May 20, 2008 • No Comments
I spent the weekend decluttering and cleaning, and it felt wonderful. Yeah, I know. A sure sign of procrastination.
I could have been doing a lot of more creative things, like getting started on my next piece of writing, but I realized that the nesting phase was a necessary part of my pre-book activities. I needed to dust, straighten, tidy up my reference shelf, and put away the debris from my last project. I even filed away old receipts. Now all is cleared away and my laptop sits in readiness, free of the thicket of sticky notes usually adorning my desktop. There’s room for something new.
It led me to think about writing habits. There are big writing rituals and little ones. What are yours? The big clean/file purge? Picking out CDs? Gummy bears? Toys and mascots?
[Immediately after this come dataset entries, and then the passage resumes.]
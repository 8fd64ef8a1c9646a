//! PCM file access.
//!
//! The engine only talks to [`PcmCodec`]. [`WavCodec`] handles WAV; the CLI
//! uses [`SampleCodec`](crate::decode::SampleCodec), which adds AIFF and FLAC
//! input. Samples are exchanged as de-interleaved `f32` channels.

use std::path::Path;

use hound::{SampleFormat, WavReader, WavSpec, WavWriter};

use crate::error::{Error, Result};
use crate::riff;

pub use crate::riff::LoopPoints;

/// Format details of a PCM file.
#[derive(Debug, Clone, Copy, PartialEq, Eq)]
pub struct AudioInfo {
    pub channels: u16,
    pub sample_rate: u32,
    pub bits_per_sample: u16,
    pub float: bool,
    /// Length in sample frames.
    pub length: usize,
    pub loop_points: Option<LoopPoints>,
}

/// A fully decoded file.
#[derive(Debug, Clone, PartialEq)]
pub struct AudioData {
    pub info: AudioInfo,
    pub channels: Vec<Vec<f32>>,
}

/// Output format for [`PcmCodec::write`].
#[derive(Debug, Clone, Copy, PartialEq, Eq)]
pub struct WriteSpec {
    pub sample_rate: u32,
    pub bits_per_sample: u16,
    pub float: bool,
    pub loop_points: Option<LoopPoints>,
}

pub trait PcmCodec {
    /// File extension for output written from `path`, or `None` when the
    /// format is not supported.
    fn output_extension(&self, path: &Path) -> Option<&'static str>;

    /// Read the header and loop metadata without decoding samples.
    fn read_info(&self, path: &Path) -> Result<AudioInfo>;

    fn read(&self, path: &Path) -> Result<AudioData>;

    fn write(&self, path: &Path, channels: &[Vec<f32>], spec: &WriteSpec) -> Result<()>;
}

/// WAV files through `hound`, with loops in the RIFF `smpl` chunk.
#[derive(Debug, Clone, Copy, Default)]
pub struct WavCodec;

impl WavCodec {
    fn check_supported(&self, path: &Path) -> Result<()> {
        match self.output_extension(path) {
            Some(_) => Ok(()),
            None => Err(Error::UnsupportedFormat {
                path: path.to_path_buf(),
            }),
        }
    }

    fn info_from(&self, path: &Path, spec: WavSpec, length: usize) -> Result<AudioInfo> {
        let loop_points = riff::read_loop_from_file(path).map_err(|e| Error::io(path, e))?;
        Ok(AudioInfo {
            channels: spec.channels,
            sample_rate: spec.sample_rate,
            bits_per_sample: spec.bits_per_sample,
            float: spec.sample_format == SampleFormat::Float,
            length,
            loop_points,
        })
    }
}

impl PcmCodec for WavCodec {
    fn output_extension(&self, path: &Path) -> Option<&'static str> {
        let extension = path.extension()?.to_str()?;
        if extension.eq_ignore_ascii_case("wav") {
            Some("wav")
        } else {
            None
        }
    }

    fn read_info(&self, path: &Path) -> Result<AudioInfo> {
        self.check_supported(path)?;
        let reader = WavReader::open(path).map_err(|e| Error::audio(path, e))?;
        let spec = reader.spec();
        let length = reader.duration() as usize;
        self.info_from(path, spec, length)
    }

    fn read(&self, path: &Path) -> Result<AudioData> {
        self.check_supported(path)?;
        let reader = WavReader::open(path).map_err(|e| Error::audio(path, e))?;
        let spec = reader.spec();
        let length = reader.duration() as usize;

        let interleaved: Vec<f32> = match spec.sample_format {
            SampleFormat::Float => reader
                .into_samples::<f32>()
                .collect::<std::result::Result<_, _>>()
                .map_err(|e| Error::audio(path, e))?,
            SampleFormat::Int => {
                let max_value = (1u64 << (spec.bits_per_sample - 1)) as f32;
                reader
                    .into_samples::<i32>()
                    .map(|s| s.map(|v| v as f32 / max_value))
                    .collect::<std::result::Result<_, _>>()
                    .map_err(|e| Error::audio(path, e))?
            }
        };

        let num_channels = usize::from(spec.channels.max(1));
        let mut channels = vec![Vec::with_capacity(length); num_channels];
        for frame in interleaved.chunks(num_channels) {
            for (channel, &sample) in channels.iter_mut().zip(frame) {
                channel.push(sample);
            }
        }

        Ok(AudioData {
            info: self.info_from(path, spec, length)?,
            channels,
        })
    }

    fn write(&self, path: &Path, channels: &[Vec<f32>], spec: &WriteSpec) -> Result<()> {
        let wav_spec = WavSpec {
            channels: channels.len() as u16,
            sample_rate: spec.sample_rate,
            bits_per_sample: spec.bits_per_sample,
            sample_format: if spec.float {
                SampleFormat::Float
            } else {
                SampleFormat::Int
            },
        };
        let mut writer = WavWriter::create(path, wav_spec).map_err(|e| Error::audio(path, e))?;

        let length = channels.iter().map(Vec::len).min().unwrap_or(0);
        if spec.float {
            for frame in 0..length {
                for channel in channels {
                    writer
                        .write_sample(channel[frame])
                        .map_err(|e| Error::audio(path, e))?;
                }
            }
        } else {
            let scale = (1u64 << (spec.bits_per_sample - 1)) as f64;
            for frame in 0..length {
                for channel in channels {
                    let value = (f64::from(channel[frame]) * scale)
                        .round()
                        .clamp(-scale, scale - 1.0) as i32;
                    writer
                        .write_sample(value)
                        .map_err(|e| Error::audio(path, e))?;
                }
            }
        }
        writer.finalize().map_err(|e| Error::audio(path, e))?;

        if let Some(points) = spec.loop_points {
            riff::append_loop_to_file(path, spec.sample_rate, points)
                .map_err(|e| Error::io(path, e))?;
        }
        Ok(())
    }
}


#[cfg(test)]
mod tests {
    use super::test_util::*;
    use super::*;

    #[test]
    fn test_header_reports_format() {
        let dir = tempfile::tempdir().unwrap();
        let path = dir.path().join("ramp.wav");
        write_ramp(&path, 500, 44100);

        let info = WavCodec.read_info(&path).unwrap();
        assert_eq!(info.channels, 1);
        assert_eq!(info.sample_rate, 44100);
        assert_eq!(info.bits_per_sample, 16);
        assert!(!info.float);
        assert_eq!(info.length, 500);
        assert_eq!(info.loop_points, None);
    }

    #[test]
    fn test_unsupported_extension() {
        let err = WavCodec.read_info(Path::new("piano.aif")).unwrap_err();
        assert!(matches!(err, Error::UnsupportedFormat { .. }));
        assert_eq!(WavCodec.output_extension(Path::new("A.WAV")), Some("wav"));
    }

    #[test]
    fn test_stereo_write_read_with_loop() {
        let dir = tempfile::tempdir().unwrap();
        let path = dir.path().join("stereo.wav");
        let left: Vec<f32> = (0..100).map(|i| i as f32 / 200.0).collect();
        let right: Vec<f32> = left.iter().map(|s| -s).collect();
        let spec = WriteSpec {
            sample_rate: 48000,
            bits_per_sample: 24,
            float: false,
            loop_points: Some(LoopPoints { start: 10, end: 89 }),
        };
        WavCodec
            .write(&path, &[left.clone(), right.clone()], &spec)
            .unwrap();

        let data = WavCodec.read(&path).unwrap();
        assert_eq!(data.info.channels, 2);
        assert_eq!(data.info.bits_per_sample, 24);
        assert_eq!(data.info.length, 100);
        assert_eq!(data.info.loop_points, Some(LoopPoints { start: 10, end: 89 }));
        for (a, b) in data.channels[0].iter().zip(&left) {
            assert!((a - b).abs() < 1e-5);
        }
        for (a, b) in data.channels[1].iter().zip(&right) {
            assert!((a - b).abs() < 1e-5);
        }
    }

    #[test]
    fn test_float_output() {
        let dir = tempfile::tempdir().unwrap();
        let path = dir.path().join("float.wav");
        let spec = WriteSpec {
            sample_rate: 44100,
            bits_per_sample: 32,
            float: true,
            loop_points: None,
        };
        WavCodec.write(&path, &[vec![0.25, -0.5]], &spec).unwrap();

        let data = WavCodec.read(&path).unwrap();
        assert!(data.info.float);
        assert_eq!(data.channels[0], vec![0.25, -0.5]);
    }

    #[test]
    fn test_ramp_helper() {
        let dir = tempfile::tempdir().unwrap();
        let path = dir.path().join("ramp.wav");
        write_ramp(&path, 4, 44100);
        assert_eq!(read_ints(&path), vec![0, 1, 2, 3]);
    }
}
May 16, 2008 • No Comments
There’s never a shortage of weird and fascinating things out there if one takes the time to look. For instance, I stumbled on this: http://www.newdawnmagazine.com/Article/The_British_Occult_Secret_Service.html
A lot of this was familiar to me from previous reading, and some of it was contradicted by other things I’ve read. But there were a few nuggets here I’m looking forward to following up.
I’m not all that familiar with the occult connections to WWII. The idea that Ian Fleming (author of James Bond) was a key player in the deception and capture of Rudolf Hess (an important member of Hitler’s High Command) is pretty interesting. The fact that he did it by leaking false astrological predictions is proof that truth is stranger than fiction. I’m definitely going to have to dig around and see what else I can find out!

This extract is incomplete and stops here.